NOAA Researchers Working to Make Winter Travel Safer

Forecasters are good at predicting large winter storms, but even mild winter weather can be dangerous for travelers.

Trying to travel in the midst of winter weather can be inconvenient at best and dangerous — even deadly — at worst. Snow, freezing rain and black ice can snarl traffic and delay flights, and can also lead to accidents and traffic fatalities.

A team of scientists at NOAA’s National Severe Storms Laboratory and National Weather Service is working on ways to better forecast potentially dangerous winter weather to cut down on these impacts to travelers. Heather Reeves, a researcher at the Cooperative Institute for Mesoscale Meteorological Studies (CIMMS) supporting NSSL, said the project is focusing on the smaller or more short-lived weather hazards — not the big, “snowmageddon” type storms.

“We have gotten really good at predicting when a big event is going to happen and what regions it will impact,” said Reeves, who is leading the research. “The real danger now are these events where people don’t have to stay inside. They can still go out and live their lives, but there may be moments where they need to exercise caution.”

Reeves’ research, which is supported by funding from the Federal Aviation Administration (FAA) and NOAA, is focused on two modes of travel: car and airline. With car travel, a small amount of freezing precipitation isn’t likely to prompt drivers to stay off the roads. But the black ice that freezing precipitation can cause is a big safety problem, leading in some cases to car accidents and fatalities.

Snow-related traffic fatalities


A study led by CIMMS undergraduate researcher Joe Burzdak shows that only 46% of all snow-related fatalities on roads have an NWS advisory or warning. In this figure, roadways are displayed in blue lines and the dots represent fatalities, colored to indicate whether an NWS warning or advisory was in place when the fatality occurred. Credit: NOAA/CIMMS

Short-lived snowfall can be equally as dangerous. Reeves notes a 36-car pileup in central Pennsylvania in February 2016 was caused by a short, unexpected snow flurry.

“It was very short-lived and hardly produced any snow, but it came through and reduced visibility at the wrong time,” she said. “This wasn’t the kind of thing that resulted in a weather advisory, because there wasn’t enough snow for that, but it’s the kind of thing we want there to be messaging for.”

As part of this research, CIMMS researcher Shawn Handler developed a new tool that helps forecasters anticipate when roadway temperatures are below freezing, which in turn allows them to predict how likely they’ll accumulate snow and ice. The team hopes to transition this tool into NWS operations in the next two years.

The messages forecasters use for these hazards can be tricky. Forecasters don’t want to put out a warning or alert anytime some winter precipitation is likely, as that could lead the public to be overloaded by weather alerts. The questions about messaging will likely come later in the research, but Reeves notes her team has partnerships with some state departments of transportation, and one way to get more insight into messaging would be to get state DOT officials and emergency managers in a room to talk about how they think their communities might respond to different levels of warnings. This collaborative approach is already being used for other weather-related messaging questions in NOAA’s Hazardous Weather Testbed.

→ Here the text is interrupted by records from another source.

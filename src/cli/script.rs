//! Restart script preview.

use anyhow::{Context, Result};
use clap::Args;
use std::path::{Path, PathBuf};
use std::time::Duration;

use crate::cli::CliConfig;
use crate::update::{PlatformKind, RestartScriptGenerator, ScriptParams};

/// Render the swap-and-relaunch script to stdout.
///
/// Either dialect can be rendered on any host. Relative paths are resolved
/// against the current directory when rendering for the host's own platform.
#[derive(Args, Debug)]
pub struct ScriptCommand {
    /// Script dialect: posix or windows. Defaults to the current platform.
    #[arg(long, value_name = "PLATFORM")]
    platform: Option<PlatformKind>,

    /// Directory holding the new files
    #[arg(long, value_name = "DIR")]
    staged_dir: PathBuf,

    /// Directory the files are copied into
    #[arg(long, value_name = "DIR")]
    install_dir: PathBuf,

    /// Session directory removed after the swap
    #[arg(long, value_name = "DIR")]
    temp_dir: PathBuf,

    /// Executable relaunched from the install directory
    #[arg(long, value_name = "NAME")]
    executable: String,

    /// Interpreter used to relaunch the executable
    #[arg(long, value_name = "PATH")]
    interpreter: Option<PathBuf>,

    /// Seconds to wait for the host process to exit
    #[arg(long, value_name = "SECONDS", default_value_t = 2)]
    grace_delay: u64,
}

impl ScriptCommand {
    pub async fn execute(self, _cli: &CliConfig) -> Result<()> {
        let kind = self.platform.unwrap_or_else(PlatformKind::current);
        let resolve = |path: PathBuf| -> Result<PathBuf> {
            if kind == PlatformKind::current() { absolutize(&path) } else { Ok(path) }
        };

        let params = ScriptParams {
            staged_dir: resolve(self.staged_dir)?,
            install_dir: resolve(self.install_dir)?,
            temp_dir: resolve(self.temp_dir)?,
            executable: self.executable,
            interpreter: self.interpreter,
            grace_delay: Duration::from_secs(self.grace_delay),
        };

        let script = RestartScriptGenerator::new(kind).render(&params)?;
        print!("{script}");
        Ok(())
    }
}

fn absolutize(path: &Path) -> Result<PathBuf> {
    if path.is_absolute() {
        return Ok(path.to_path_buf());
    }
    let cwd = std::env::current_dir().context("Failed to determine the current directory")?;
    Ok(cwd.join(path))
}
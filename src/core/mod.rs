//! Core types shared by every part of selfswap
//!
//! Currently this is the error system:
//! - [`UpdateError`] - typed failures of the update pipeline
//! - [`ErrorKind`] - coarse classification carrying the recovery policy
//! - [`ErrorContext`] / [`user_friendly_error`] - terminal presentation of errors
//!
//! Engine functions return [`Result`]; the binary works with [`anyhow::Result`]
//! and converts at the edge with [`user_friendly_error`].

pub mod error;

pub use error::{ErrorContext, ErrorKind, UpdateError, user_friendly_error};

/// Result alias used throughout the update engine.
pub type Result<T> = std::result::Result<T, UpdateError>;
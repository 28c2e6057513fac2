//! Restart script generation.
//!
//! A running executable cannot overwrite itself on every platform, so the
//! final swap is delegated to a small script that outlives the host process:
//!
//! 1. wait a grace delay so the host can exit and release file locks
//! 2. copy the staged tree over the install directory
//! 3. relaunch the target executable, detached
//! 4. delete the session temp directory and the script itself
//!
//! Each platform gets its own [`ScriptBackend`]. Scripts are rendered from
//! templates with every interpolated value escaped for the target shell, and
//! values that cannot be escaped safely are rejected up front.

mod posix;
mod windows;

pub use posix::PosixShell;
pub use windows::WindowsBatch;

use serde::{Deserialize, Serialize};
use std::fmt;
use std::path::{Path, PathBuf};
use std::str::FromStr;
use std::time::Duration;
use tera::{Context as TeraContext, Tera};
use tracing::{debug, info};

use crate::core::{Result, UpdateError};

/// Script dialect to generate.
#[derive(Debug, Clone, Copy, PartialEq, Eq, Hash, Serialize, Deserialize)]
#[serde(rename_all = "lowercase")]
pub enum PlatformKind {
    /// `/bin/sh` script for Linux, macOS and other Unix systems
    Posix,
    /// `cmd.exe` batch file
    Windows,
}

impl PlatformKind {
    /// The dialect for the platform this binary was built for.
    pub const fn current() -> Self {
        if cfg!(windows) {
            Self::Windows
        } else {
            Self::Posix
        }
    }
}

impl fmt::Display for PlatformKind {
    fn fmt(&self, f: &mut fmt::Formatter<'_>) -> fmt::Result {
        match self {
            Self::Posix => f.write_str("posix"),
            Self::Windows => f.write_str("windows"),
        }
    }
}

impl FromStr for PlatformKind {
    type Err = UpdateError;

    fn from_str(s: &str) -> Result<Self> {
        match s.to_ascii_lowercase().as_str() {
            "posix" | "unix" | "sh" | "linux" | "macos" => Ok(Self::Posix),
            "windows" | "win" | "bat" | "cmd" => Ok(Self::Windows),
            other => Err(UpdateError::ConfigError {
                message: format!("unknown script platform '{other}' (expected posix or windows)"),
            }),
        }
    }
}

/// Everything a restart script needs to know.
#[derive(Debug, Clone, PartialEq, Eq)]
pub struct ScriptParams {
    /// Root of the staged tree to copy from
    pub staged_dir: PathBuf,
    /// Directory to copy into
    pub install_dir: PathBuf,
    /// Session temp directory, deleted by the script when done
    pub temp_dir: PathBuf,
    /// Executable to relaunch, relative to `install_dir`
    pub executable: String,
    /// Interpreter for targets that are not natively executable
    pub interpreter: Option<PathBuf>,
    /// Wait before touching the install directory
    pub grace_delay: Duration,
}

/// A platform-specific script dialect.
pub trait ScriptBackend: Send + Sync {
    /// The dialect this backend writes.
    fn kind(&self) -> PlatformKind;

    /// File name of the written script inside the temp directory.
    fn file_name(&self) -> &'static str;

    /// Render the script text.
    ///
    /// # Errors
    ///
    /// Returns [`UpdateError::ScriptGenerationFailed`] when a value cannot be
    /// represented safely in this dialect.
    fn render(&self, params: &ScriptParams) -> Result<String>;
}

/// Produces restart scripts for a chosen platform.
pub struct RestartScriptGenerator {
    backend: Box<dyn ScriptBackend>,
}

impl RestartScriptGenerator {
    /// Generator for an explicit dialect.
    pub fn new(kind: PlatformKind) -> Self {
        let backend: Box<dyn ScriptBackend> = match kind {
            PlatformKind::Posix => Box::new(PosixShell),
            PlatformKind::Windows => Box::new(WindowsBatch),
        };
        Self {
            backend,
        }
    }

    /// Generator for the platform this binary was built for.
    pub fn for_current_platform() -> Self {
        Self::new(PlatformKind::current())
    }

    /// Generator using a custom backend.
    pub fn with_backend(backend: Box<dyn ScriptBackend>) -> Self {
        Self {
            backend,
        }
    }

    /// The dialect produced.
    pub fn kind(&self) -> PlatformKind {
        self.backend.kind()
    }

    /// Render the script without writing it.
    ///
    /// # Errors
    ///
    /// Returns [`UpdateError::ScriptGenerationFailed`] for unsafe or
    /// inconsistent parameters.
    pub fn render(&self, params: &ScriptParams) -> Result<String> {
        validate_executable(&params.executable)?;
        self.backend.render(params)
    }

    /// Render the script and write it into `params.temp_dir`.
    ///
    /// The written file is executable on Unix. Returns its path.
    ///
    /// # Errors
    ///
    /// Returns [`UpdateError::ScriptGenerationFailed`] if rendering or writing
    /// fails.
    pub async fn generate(&self, params: &ScriptParams) -> Result<PathBuf> {
        let script = self.render(params)?;
        let path = params.temp_dir.join(self.backend.file_name());

        tokio::fs::create_dir_all(&params.temp_dir).await.map_err(|e| generation_failed(format!(
            "cannot create {}: {e}",
            params.temp_dir.display()
        )))?;
        tokio::fs::write(&path, script.as_bytes())
            .await
            .map_err(|e| generation_failed(format!("cannot write {}: {e}", path.display())))?;

        #[cfg(unix)]
        {
            use std::os::unix::fs::PermissionsExt;
            tokio::fs::set_permissions(&path, std::fs::Permissions::from_mode(0o755))
                .await
                .map_err(|e| generation_failed(format!("cannot chmod {}: {e}", path.display())))?;
        }

        info!("Wrote {} restart script to {}", self.kind(), path.display());
        Ok(path)
    }
}

pub(crate) fn generation_failed(reason: impl Into<String>) -> UpdateError {
    UpdateError::ScriptGenerationFailed {
        reason: reason.into(),
    }
}

/// The executable must be a relative path that stays inside the install directory.
fn validate_executable(executable: &str) -> Result<()> {
    if executable.trim().is_empty() {
        return Err(generation_failed("executable name is empty"));
    }
    let escapes = executable
        .split(['/', '\\'])
        .any(|part| part == "..")
        || executable.starts_with(['/', '\\'])
        || executable.get(1..2) == Some(":");
    if escapes {
        return Err(generation_failed(format!(
            "executable '{executable}' must be a path inside the install directory"
        )));
    }
    Ok(())
}

/// A path as UTF-8 text, or a generation failure.
pub(crate) fn path_text<'a>(label: &str, path: &'a Path) -> Result<&'a str> {
    path.to_str().ok_or_else(|| generation_failed(format!("{label} is not valid UTF-8: {}", path.display())))
}

/// Reject a temp directory that is, or contains, the install directory.
///
/// The script deletes the temp directory recursively as its last step.
pub(crate) fn ensure_disjoint(install: &str, temp: &str, separator: char, ignore_case: bool) -> Result<()> {
    let normalize = |p: &str| {
        let mut s = p.trim_end_matches(separator).to_string();
        if ignore_case {
            s = s.to_lowercase();
        }
        s.push(separator);
        s
    };
    let install = normalize(install);
    let temp = normalize(temp);
    if install.starts_with(&temp) {
        return Err(generation_failed(format!(
            "temp directory {} contains the install directory",
            temp.trim_end_matches(separator)
        )));
    }
    Ok(())
}

/// Render `template` with `context`, reporting tera errors without its internal names.
pub(crate) fn render_template(template: &str, context: &TeraContext) -> Result<String> {
    let mut tera = Tera::default();
    tera.render_str(template, context).map_err(|e| {
        let mut message = e.to_string();
        let mut source = std::error::Error::source(&e);
        while let Some(cause) = source {
            message.push_str(": ");
            message.push_str(&cause.to_string());
            source = cause.source();
        }
        debug!("Template rendering failed: {}", message);
        generation_failed(message.replace("'__tera_one_off'", "restart script template"))
    })
}
//! Starting the restart script as a process that outlives the host.

use std::path::Path;
use std::process::{Command, Stdio};
use tracing::info;

use crate::core::{Result, UpdateError};
use crate::update::script::PlatformKind;

/// Starts a written restart script.
///
/// Implementations must return as soon as the script is running; they never
/// wait for it. The orchestrator is generic over this seam so tests can record
/// launches instead of replacing a real installation.
pub trait ProcessLauncher: Send + Sync {
    /// Start `script` detached from the current process.
    ///
    /// # Errors
    ///
    /// Returns [`UpdateError::HandoffFailed`] if the script cannot be started.
    fn launch(&self, kind: PlatformKind, script: &Path) -> Result<()>;
}

/// Launches scripts with the platform shell, detached from the host's
/// process group and standard streams.
#[derive(Debug, Clone, Copy, Default)]
pub struct DetachedLauncher;

/// Windows process creation flags.
#[cfg(windows)]
const DETACHED_PROCESS: u32 = 0x0000_0008;
#[cfg(windows)]
const CREATE_NEW_PROCESS_GROUP: u32 = 0x0000_0200;

impl ProcessLauncher for DetachedLauncher {
    fn launch(&self, kind: PlatformKind, script: &Path) -> Result<()> {
        let handoff_failed = |reason: String| UpdateError::HandoffFailed {
            path: script.display().to_string(),
            reason,
        };

        if kind != PlatformKind::current() {
            return Err(handoff_failed(format!("cannot run a {kind} script on this platform")));
        }

        let mut command = match kind {
            PlatformKind::Posix => {
                let mut command = Command::new("/bin/sh");
                command.arg(script);
                command
            }
            PlatformKind::Windows => {
                let mut command = Command::new("cmd");
                command.arg("/C").arg(script);
                command
            }
        };
        command.stdin(Stdio::null()).stdout(Stdio::null()).stderr(Stdio::null());

        #[cfg(unix)]
        {
            use std::os::unix::process::CommandExt;
            command.process_group(0);
        }
        #[cfg(windows)]
        {
            use std::os::windows::process::CommandExt;
            command.creation_flags(DETACHED_PROCESS | CREATE_NEW_PROCESS_GROUP);
        }

        let child = command.spawn().map_err(|e| handoff_failed(e.to_string()))?;
        info!("Restart script running as pid {}", child.id());
        Ok(())
    }
}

The researchers are also focusing their efforts on airplane travel. The FAA is currently implementing new laws that limit airline activities during freezing drizzle, a lighter freezing rain that can cause black ice on roads and runways. Right now, NWS doesn’t differentiate between freezing rain and freezing drizzle, so these new laws will require a more careful look at this weather pattern. CIMMS researcher Andrew Rosenow is working with a team to develop a new algorithm that will be able to better distinguish the lighter freezing drizzle from heavier freezing rain.

“The FAA’s goal is to improve safety and efficiency of flight by keeping national airspace running with minimal delays due to weather,” Reeves said. “That’s our goal as well — we always have an eye towards improving safety and efficiency.”